• Work item: Exact copies of all records below are needed.
_ _ _ _ _
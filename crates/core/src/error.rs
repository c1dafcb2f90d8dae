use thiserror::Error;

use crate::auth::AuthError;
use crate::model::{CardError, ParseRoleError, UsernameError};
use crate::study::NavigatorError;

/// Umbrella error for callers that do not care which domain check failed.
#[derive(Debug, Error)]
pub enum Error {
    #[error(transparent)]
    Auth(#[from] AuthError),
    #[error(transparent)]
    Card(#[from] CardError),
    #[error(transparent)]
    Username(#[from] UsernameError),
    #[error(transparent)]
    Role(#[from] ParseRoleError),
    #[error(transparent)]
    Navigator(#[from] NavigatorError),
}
_ _ _ _ _
• Worked solution:
filename crates/core/src/error.rs
repository c1dafcb2f90d8dae
use thiserror::Error;

use crate::auth::AuthError;
use crate::model::{CardError, ParseRoleError, UsernameError};
use crate::study::NavigatorError;

/// Umbrella error for callers that do not care which domain check failed.
#[derive(Debug, Error)]
pub enum Error {
    #[error(transparent)]
    Auth(#[from] AuthError),
    #[error(transparent)]
    Card(#[from] CardError),
    #[error(transparent)]
    Username(#[from] UsernameError),
    #[error(transparent)]
    Role(#[from] ParseRoleError),
    #[error(transparent)]
    Navigator(#[from] NavigatorError),
}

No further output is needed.